You are viewing a plain text version of this content. The canonical link for it is here.
Posted to issues@archiva.apache.org by "Brett Porter (JIRA)" <ji...@codehaus.org> on 2010/03/02 09:11:55 UTC
[jira] Commented: (MRM-589) investigate performance issues with
initial scan on a large repository
[ http://jira.codehaus.org/browse/MRM-589?page=com.atlassian.jira.plugin.system.issuetabpanels:comment-tabpanel&focusedCommentId=212109#action_212109 ]
Brett Porter commented on MRM-589:
----------------------------------
Here's some analysis of the directory walker itself:
{code}
ant scanner
12534 ms
retained memory ~27200808
Files: 67630
plexus-utils walker
3759 ms
retained memory ~1376
Files: 67597
new walker
3188 ms
retained memory ~712
Files: 67597
commons-io walker
4160 ms
retained memory ~7056
Files: 67630
Current repository scanner
4382 ms
retained memory ~80064
.\ Scan of null \.__________________________________________
Repository Dir : /Users/brett/Library/Application Support/Archiva/data/repositories/internal
Repository Name : null
Repository Layout : default
Known Consumers : <none>
Invalid Consumers : <none>
Duration : 4 Seconds 232 Milliseconds
When Gathered : 3/2/10 6:44 PM
Total File Count : 67597
Avg Time Per File :
______________________________________________________________
{code}
So there is some time and memory to be gained by switching to the Ant 1.8 SelectorUtils implementation instead of the plexus-utils version. However, switching to commons-io's walker is a bit slower and more memory consuming (though I didn't analyze if it could be improved by using, say, regex filters instead).

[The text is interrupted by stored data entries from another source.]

//! CLI tests for the `pd` binary

use assert_cmd::Command;
use assert_cmd::cargo::cargo_bin_cmd;
use predicates::prelude::*;
use tempfile::TempDir;

fn pd(home: &TempDir) -> Command {
    let mut cmd: Command = cargo_bin_cmd!("pd");
    // Keep the log file out of the real data directory
    cmd.env("HOME", home.path()).env("XDG_DATA_HOME", home.path());
    cmd
}

#[test]
fn test_topics_lists_catalog() {
    let home = TempDir::new().unwrap();
    pd(&home)
        .arg("topics")
        .assert()
        .success()
        .stdout(predicate::str::contains("party.input.added"))
        .stdout(predicate::str::contains("party.plan.updated"));
}

#[test]
fn test_graph_reports_acyclic() {
    let home = TempDir::new().unwrap();
    pd(&home)
        .arg("graph")
        .assert()
        .success()
        .stdout(predicate::str::contains("theme_agent"))
        .stdout(predicate::str::contains("Graph is acyclic"));
}

#[test]
fn test_graph_rejects_cyclic_config() {
    let home = TempDir::new().unwrap();
    let config = home.path().join("cyclic.yml");
    std::fs::write(
        &config,
        r#"
classifier:
  dependencies:
    theme: { affects: [venue], priority: 1 }
    venue: { affects: [theme], priority: 2 }
    cake: { affects: [], priority: 3 }
    catering: { affects: [], priority: 3 }
    vendor: { affects: [], priority: 4 }
"#,
    )
    .unwrap();

    pd(&home)
        .args(["graph", "--config"])
        .arg(&config)
        .assert()
        .failure()
        .stderr(predicate::str::contains("cycle"));
}

#[test]
fn test_classify_scores_categories() {
    let home = TempDir::new().unwrap();
    pd(&home)
        .args(["classify", "chocolate cake and pizza for 20 kids"])
        .assert()
        .success()
        .stdout(predicate::str::contains("cake_agent"))
        .stdout(predicate::str::contains("catering_agent"))
        .stdout(predicate::str::contains("venue_agent"));
}

#[test]
fn test_run_prints_json_session() {
    let home = TempDir::new().unwrap();
    pd(&home)
        .args(["run", "-i", "jungle theme", "--settle-ms", "150", "-f", "json"])
        .assert()
        .success()
        .stdout(predicate::str::contains("\"session_id\""))
        .stdout(predicate::str::contains("theme_agent"));
}

#[test]
fn test_run_requires_input() {
    let home = TempDir::new().unwrap();
    pd(&home).arg("run").assert().failure();
}
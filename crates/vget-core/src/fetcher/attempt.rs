//! Single range GET attempt: stream one segment's bytes to its file.

use std::fs::File;
use std::path::Path;
use std::sync::atomic::{AtomicU64, Ordering};
use std::sync::{Arc, Mutex};
use std::time::Duration;

use crate::control::CancelToken;
use crate::retry::SegmentError;
use crate::segmenter::Segment;

/// Receive buffer handed to libcurl. Body chunks arrive at most this large.
const RECV_BUFFER: usize = 512 * 1024;

/// Fetches `segment` with a `Range: bytes=start-end` GET, writing the body
/// to the segment file. Any stale partial file from a prior attempt is
/// unlinked first. On success the file is synced and its length validated
/// against the planned range; every exit path releases the file and the
/// transfer deterministically.
pub fn fetch_one(
    url: &str,
    segment: &Segment,
    cancel: &CancelToken,
    attempt_timeout: Duration,
) -> Result<(), SegmentError> {
    remove_stale(&segment.path)?;
    let file = File::options()
        .write(true)
        .create(true)
        .truncate(true)
        .open(&segment.path)
        .map_err(SegmentError::Io)?;
    let file = Arc::new(file);

    let bytes_written = Arc::new(AtomicU64::new(0));
    let write_error: Arc<Mutex<Option<std::io::Error>>> = Arc::new(Mutex::new(None));

    let mut easy = curl::easy::Easy::new();
    easy.url(url).map_err(SegmentError::Curl)?;
    easy.follow_location(true).map_err(SegmentError::Curl)?;
    easy.max_redirections(10).map_err(SegmentError::Curl)?;
    easy.connect_timeout(Duration::from_secs(30))
        .map_err(SegmentError::Curl)?;
    // Prefer low-speed abort over a tight wall-clock timeout: kill the
    // attempt if throughput drops below 1 KiB/s for 60s.
    easy.low_speed_limit(1024).map_err(SegmentError::Curl)?;
    easy.low_speed_time(Duration::from_secs(60))
        .map_err(SegmentError::Curl)?;
    easy.timeout(attempt_timeout).map_err(SegmentError::Curl)?;
    easy.range(&segment.range_value()).map_err(SegmentError::Curl)?;
    // Many parallel streams to one host: no Nagle, no Expect: 100-continue
    // round-trip, large receive buffer.
    easy.tcp_nodelay(true).map_err(SegmentError::Curl)?;
    easy.buffer_size(RECV_BUFFER).map_err(SegmentError::Curl)?;
    let mut list = curl::easy::List::new();
    list.append("Expect:").map_err(SegmentError::Curl)?;
    easy.http_headers(list).map_err(SegmentError::Curl)?;
    easy.progress(true).map_err(SegmentError::Curl)?;

    {
        let file_cb = Arc::clone(&file);
        let bytes_cb = Arc::clone(&bytes_written);
        let error_cb = Arc::clone(&write_error);
        let cancel_cb = cancel.clone();
        let mut transfer = easy.transfer();
        transfer
            .write_function(move |data| {
                let off = bytes_cb.fetch_add(data.len() as u64, Ordering::Relaxed);
                match write_at(&file_cb, off, data) {
                    Ok(()) => Ok(data.len()),
                    Err(e) => {
                        let _ = error_cb.lock().unwrap().replace(e);
                        Ok(0) // aborts the transfer as a write error
                    }
                }
            })
            .map_err(SegmentError::Curl)?;
        transfer
            .progress_function(move |_, _, _, _| !cancel_cb.is_cancelled())
            .map_err(SegmentError::Curl)?;
        if let Err(e) = transfer.perform() {
            if e.is_aborted_by_callback() {
                return Err(SegmentError::Cancelled);
            }
            if e.is_write_error() {
                if let Some(io_err) = write_error.lock().unwrap().take() {
                    return Err(SegmentError::Io(io_err));
                }
            }
            return Err(SegmentError::Curl(e));
        }
    }

    let code = easy.response_code().map_err(SegmentError::Curl)?;
    if !(200..300).contains(&code) {
        return Err(SegmentError::Http(code));
    }

    file.sync_all().map_err(SegmentError::Io)?;
    let actual = std::fs::metadata(&segment.path)
        .map_err(SegmentError::Io)?
        .len();
    let expected = segment.len();
    if actual != expected {
        return Err(SegmentError::SizeMismatch { expected, actual });
    }
    Ok(())
}

/// Unlink a partial file left by a prior attempt. Missing is fine.
fn remove_stale(path: &Path) -> Result<(), SegmentError> {
    match std::fs::remove_file(path) {
        Ok(()) => Ok(()),
        Err(e) if e.kind() == std::io::ErrorKind::NotFound => Ok(()),
        Err(e) => Err(SegmentError::Io(e)),
    }
}

/// Positioned write that does not move a shared cursor; safe to call from
/// the write callback while other threads write their own files.
#[cfg(unix)]
fn write_at(file: &File, offset: u64, data: &[u8]) -> std::io::Result<()> {
    use std::os::unix::fs::FileExt;
    file.write_all_at(data, offset)
}

#[cfg(not(unix))]
fn write_at(file: &File, offset: u64, data: &[u8]) -> std::io::Result<()> {
    use std::io::{Seek, SeekFrom, Write};
    let mut f = file.try_clone()?;
    f.seek(SeekFrom::Start(offset))?;
    f.write_all(data)
}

There are potential improvements in the two walkers by avoid the re-tokenization of the exclude paths on every call which I'll explore next.
As you can see, there is quite some overhead in the RepositoryScanningInstance as well.
Beyond this, I haven't examined the overhead of each of the current consumers when they are and are not operating which still needs to be looked at.
> investigate performance issues with initial scan on a large repository
> ----------------------------------------------------------------------
>
> Key: MRM-589
> URL: http://jira.codehaus.org/browse/MRM-589
> Project: Archiva
> Issue Type: Task
> Affects Versions: 1.0-beta-4
> Reporter: Brett Porter
> Assignee: Brett Porter
> Fix For: 1.4
>
>
> I've recently found scanning a copy of central to take several hours instead of <0.5hr that I'd expect.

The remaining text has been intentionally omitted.